Given records Block Start

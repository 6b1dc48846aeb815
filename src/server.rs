//! HTTP surface (axum).
//!
//! | Route | Body | Success |
//! |-------|------|---------|
//! | `POST /api/translate`      | multipart `file`, `sourceLang`, `targetLang` | `{ success, data }` |
//! | `POST /api/translate-text` | JSON `{ text, sourceLang, targetLang }`      | `{ success, data }` |
//! | `POST /api/generate-pdf`   | JSON [`ReportRequest`]                      | PDF attachment |
//! | `GET  /api/health`         | none                                        | credential status |
//!
//! Failures use `{ success: false, error, details }` with the status chosen
//! by [`ApiError`].

use crate::config::{Credentials, ServiceStatus};
use crate::error::TranslateError;
use crate::language::{parse_target, Language};
use crate::output::TranslationResult;
use crate::pipeline::input::FilePayload;
use crate::report::{render_pdf, report_filename, ReportRequest};
use crate::translate::Translator;
use axum::extract::multipart::MultipartError;
use axum::extract::{DefaultBodyLimit, Multipart, State};
use axum::http::{header, StatusCode};
use axum::response::{IntoResponse, Response};
use axum::routing::{get, post};
use axum::{Json, Router};
use chrono::Utc;
use serde::{Deserialize, Serialize};
use std::net::SocketAddr;
use std::sync::Arc;
use tower_http::cors::CorsLayer;
use tower_http::trace::TraceLayer;
use tracing::{error, info, warn};

/// Slack on top of the upload cap for multipart framing and form fields.
const MULTIPART_OVERHEAD: usize = 1024 * 1024;

const KEY_HINT: &str = "Translation failed. Please check that your provider API keys are configured and try again.";

/// Shared handler state.
#[derive(Clone)]
pub struct AppState {
    pub translator: Arc<Translator>,
    pub credentials: Arc<Credentials>,
}

impl AppState {
    pub fn new(translator: Translator, credentials: Credentials) -> Self {
        Self {
            translator: Arc::new(translator),
            credentials: Arc::new(credentials),
        }
    }
}

/// Build the router with tracing, CORS and the upload body limit.
pub fn router(state: AppState) -> Router {
    let body_limit = state.translator.config().max_upload_bytes + MULTIPART_OVERHEAD;
    Router::new()
        .route("/api/translate", post(translate_upload))
        .route("/api/translate-text", post(translate_text))
        .route("/api/generate-pdf", post(generate_pdf))
        .route("/api/health", get(health))
        .layer(DefaultBodyLimit::max(body_limit))
        .layer(CorsLayer::permissive())
        .layer(TraceLayer::new_for_http())
        .with_state(state)
}

/// Bind and serve until the process is stopped.
pub async fn serve(addr: SocketAddr, state: AppState) -> std::io::Result<()> {
    let listener = tokio::net::TcpListener::bind(addr).await?;
    info!("Listening on http://{}", listener.local_addr()?);
    axum::serve(listener, router(state)).await
}

// ── Envelopes ────────────────────────────────────────────────────────────

#[derive(Debug, Serialize)]
pub struct Success<T: Serialize> {
    pub success: bool,
    pub data: T,
}

impl<T: Serialize> Success<T> {
    fn new(data: T) -> Json<Self> {
        Json(Self {
            success: true,
            data,
        })
    }
}

#[derive(Debug, Serialize)]
struct Failure {
    success: bool,
    error: String,
    details: Option<String>,
}

/// A failed request: status plus the `{ error, details }` pair.
#[derive(Debug)]
pub struct ApiError {
    pub status: StatusCode,
    pub error: String,
    pub details: Option<String>,
}

impl ApiError {
    pub fn bad_request(message: impl Into<String>) -> Self {
        Self {
            status: StatusCode::BAD_REQUEST,
            error: message.into(),
            details: None,
        }
    }
}

impl From<TranslateError> for ApiError {
    fn from(err: TranslateError) -> Self {
        let (status, details) = match &err {
            TranslateError::FileTooLarge { .. } => (StatusCode::PAYLOAD_TOO_LARGE, None),
            e if e.is_input_error() => (StatusCode::BAD_REQUEST, None),
            TranslateError::Timeout { .. } => {
                (StatusCode::GATEWAY_TIMEOUT, Some(KEY_HINT.to_string()))
            }
            TranslateError::AllProvidersFailed { .. } => {
                (StatusCode::BAD_GATEWAY, Some(KEY_HINT.to_string()))
            }
            TranslateError::ReportFailed(_) => (StatusCode::INTERNAL_SERVER_ERROR, None),
            _ => (StatusCode::INTERNAL_SERVER_ERROR, Some(KEY_HINT.to_string())),
        };
        if status.is_server_error() {
            error!("Request failed: {}", err);
        } else {
            warn!("Rejected request: {}", err);
        }
        Self {
            status,
            error: err.to_string(),
            details,
        }
    }
}

impl From<MultipartError> for ApiError {
    fn from(err: MultipartError) -> Self {
        Self {
            status: err.status(),
            error: "Invalid upload".to_string(),
            details: Some(err.body_text()),
        }
    }
}

impl IntoResponse for ApiError {
    fn into_response(self) -> Response {
        let body = Failure {
            success: false,
            error: self.error,
            details: self.details,
        };
        (self.status, Json(body)).into_response()
    }
}

type ApiResult<T> = Result<T, ApiError>;

// ── Handlers ─────────────────────────────────────────────────────────────

fn parse_source(raw: Option<&str>) -> Result<Language, ApiError> {
    match raw.map(str::trim).filter(|s| !s.is_empty()) {
        Some(name) => Ok(name.parse::<Language>()?),
        None => Err(ApiError::bad_request("Source language is required")),
    }
}

async fn translate_upload(
    State(state): State<AppState>,
    mut multipart: Multipart,
) -> ApiResult<Json<Success<TranslationResult>>> {
    let mut upload: Option<(String, Option<String>, Vec<u8>)> = None;
    let mut source = None;
    let mut target = None;

    while let Some(field) = multipart.next_field().await? {
        let name = field.name().unwrap_or_default().to_string();
        match name.as_str() {
            "file" => {
                let filename = field.file_name().unwrap_or("upload").to_string();
                let content_type = field.content_type().map(str::to_string);
                let bytes = field.bytes().await?;
                upload = Some((filename, content_type, bytes.to_vec()));
            }
            "sourceLang" => source = Some(field.text().await?),
            "targetLang" => target = Some(field.text().await?),
            _ => {}
        }
    }

    let (filename, content_type, bytes) = upload.ok_or(TranslateError::MissingFile)?;
    let source = parse_source(source.as_deref())?;
    let target = parse_target(target.as_deref())?;
    let payload = FilePayload::new(
        filename,
        content_type.as_deref(),
        bytes,
        state.translator.config().max_upload_bytes,
    )?;

    let result = state.translator.translate_file(payload, source, target).await?;
    Ok(Success::new(result))
}

#[derive(Debug, Default, Deserialize)]
#[serde(rename_all = "camelCase")]
pub struct TextRequest {
    #[serde(default)]
    pub text: String,
    pub source_lang: Option<String>,
    pub target_lang: Option<String>,
}

async fn translate_text(
    State(state): State<AppState>,
    Json(body): Json<TextRequest>,
) -> ApiResult<Json<Success<TranslationResult>>> {
    if body.text.trim().is_empty() {
        return Err(TranslateError::EmptyText.into());
    }
    let source = parse_source(body.source_lang.as_deref())?;
    let target = parse_target(body.target_lang.as_deref())?;
    let result = state.translator.translate_text(&body.text, source, target).await?;
    Ok(Success::new(result))
}

async fn generate_pdf(Json(request): Json<ReportRequest>) -> ApiResult<Response> {
    if request.translated_text.trim().is_empty() {
        return Err(ApiError::bad_request("No translated text provided"));
    }
    let bytes = tokio::task::spawn_blocking(move || render_pdf(&request))
        .await
        .map_err(|e| TranslateError::Internal(format!("report task panicked: {e}")))??;

    let disposition = format!("attachment; filename=\"{}\"", report_filename());
    Ok((
        [
            (header::CONTENT_TYPE, "application/pdf".to_string()),
            (header::CONTENT_DISPOSITION, disposition),
        ],
        bytes,
    )
        .into_response())
}

#[derive(Debug, Serialize)]
pub struct Health {
    pub status: &'static str,
    pub timestamp: String,
    pub services: ServiceStatus,
}

async fn health(State(state): State<AppState>) -> Json<Health> {
    Json(Health {
        status: "ok",
        timestamp: Utc::now().to_rfc3339(),
        services: state.credentials.status(),
    })
}
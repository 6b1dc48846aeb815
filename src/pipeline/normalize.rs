//! Deterministic text cleanup on both sides of a provider call.
//!
//! Two entry points:
//!
//! - [`clean_extracted_text`] flattens text pulled out of a PDF. PDF text
//!   layers break lines at layout boundaries rather than sentence
//!   boundaries, so every whitespace run becomes a single space. The free
//!   chain's sentence splitter relies on that.
//! - [`normalize_translation`] tidies a model's answer before the
//!   acceptance gate measures it. Models wrap output in code fences or pad
//!   it with zero-width characters often enough that measuring raw output
//!   would accept noise and reject real translations.

use once_cell::sync::Lazy;
use regex::Regex;

/// Flatten PDF text: CRLF to LF, whitespace runs to one space, no space
/// before `, . ; : ! ?`, trimmed.
pub fn clean_extracted_text(raw: &str) -> String {
    let s = raw.replace("\r\n", "\n");
    let s = RE_WHITESPACE_RUN.replace_all(&s, " ");
    let s = RE_SPACE_BEFORE_PUNCT.replace_all(&s, "$1");
    s.trim().to_string()
}

static RE_WHITESPACE_RUN: Lazy<Regex> = Lazy::new(|| Regex::new(r"\s+").unwrap());
static RE_SPACE_BEFORE_PUNCT: Lazy<Regex> = Lazy::new(|| Regex::new(r"\s+([,.;:!?])").unwrap());

/// Clean a model's translation before acceptance.
///
/// Passes, in order:
/// 1. Drop an outer ```` ``` ```` / ```` ```markdown ```` fence around the whole answer
/// 2. CRLF and lone CR to LF
/// 3. Strip trailing whitespace on each line
/// 4. Squeeze three or more blank lines down to two
/// 5. Remove zero-width and BOM characters
/// 6. Trim the ends
pub fn normalize_translation(raw: &str) -> String {
    let s = unwrap_fence(raw);
    let s = s.replace("\r\n", "\n").replace('\r', "\n");
    let s = s
        .lines()
        .map(str::trim_end)
        .collect::<Vec<_>>()
        .join("\n");
    let s = RE_EXCESS_BLANKS.replace_all(&s, "\n\n\n");
    let s = s.replace(INVISIBLE, "");
    s.trim().to_string()
}

static RE_FENCED: Lazy<Regex> = Lazy::new(|| {
    Regex::new(r"(?s)^```(?:markdown|md|text)?[ \t]*\r?\n(.*?)\r?\n```\s*$").unwrap()
});

static RE_EXCESS_BLANKS: Lazy<Regex> = Lazy::new(|| Regex::new(r"\n{4,}").unwrap());

const INVISIBLE: [char; 6] = [
    '\u{200B}', '\u{200C}', '\u{200D}', '\u{2060}', '\u{FEFF}', '\u{00AD}',
];

fn unwrap_fence(input: &str) -> String {
    let trimmed = input.trim();
    match RE_FENCED.captures(trimmed) {
        Some(caps) => caps[1].to_string(),
        None => trimmed.to_string(),
    }
}
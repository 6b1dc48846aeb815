//! Base64 encoding of uploads for multimodal request bodies and previews.
//!
//! Vision APIs accept images inline as base64 inside the JSON body. The same
//! encoding backs the `originalFilePreview` data URL returned to the client.

use base64::{engine::general_purpose::STANDARD, Engine as _};
use edgequake_llm::ImageData;
use tracing::debug;

/// Plain base64 of the payload bytes.
pub fn to_base64(bytes: &[u8]) -> String {
    let b64 = STANDARD.encode(bytes);
    debug!("Encoded {} bytes → {} bytes base64", bytes.len(), b64.len());
    b64
}

/// `data:<media_type>;base64,<...>` for inline previews.
pub fn data_url(media_type: &str, bytes: &[u8]) -> String {
    format!("data:{};base64,{}", media_type, to_base64(bytes))
}

/// Wrap an image for an edgequake-llm vision message.
///
/// `detail: "high"` asks GPT-4-class models for the full tile budget; small
/// print in scanned documents is lost at the low setting.
pub fn image_data(media_type: &str, bytes: &[u8]) -> ImageData {
    ImageData::new(to_base64(bytes), media_type).with_detail("high")
}

#[cfg(test)]
mod tests {
    use super::*;

    #[test]
    fn data_url_prefix() {
        let url = data_url("image/png", b"abc");
        assert_eq!(url, "data:image/png;base64,YWJj");
    }

    #[test]
    fn image_data_round_trips() {
        let data = image_data("image/jpeg", &[0xFF, 0xD8, 0xFF]);
        assert_eq!(data.mime_type, "image/jpeg");
        assert_eq!(STANDARD.decode(&data.data).unwrap(), vec![0xFF, 0xD8, 0xFF]);
    }
}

Given records Block End

Try it:
Go through the records above and copy each line where "AppState" is found.

Answer to the exercise:
pub struct AppState {
impl AppState {
pub fn router(state: AppState) -> Router {
pub async fn serve(addr: SocketAddr, state: AppState) -> std::io::Result<()> {
    State(state): State<AppState>,
    State(state): State<AppState>,
async fn health(State(state): State<AppState>) -> Json<Health> {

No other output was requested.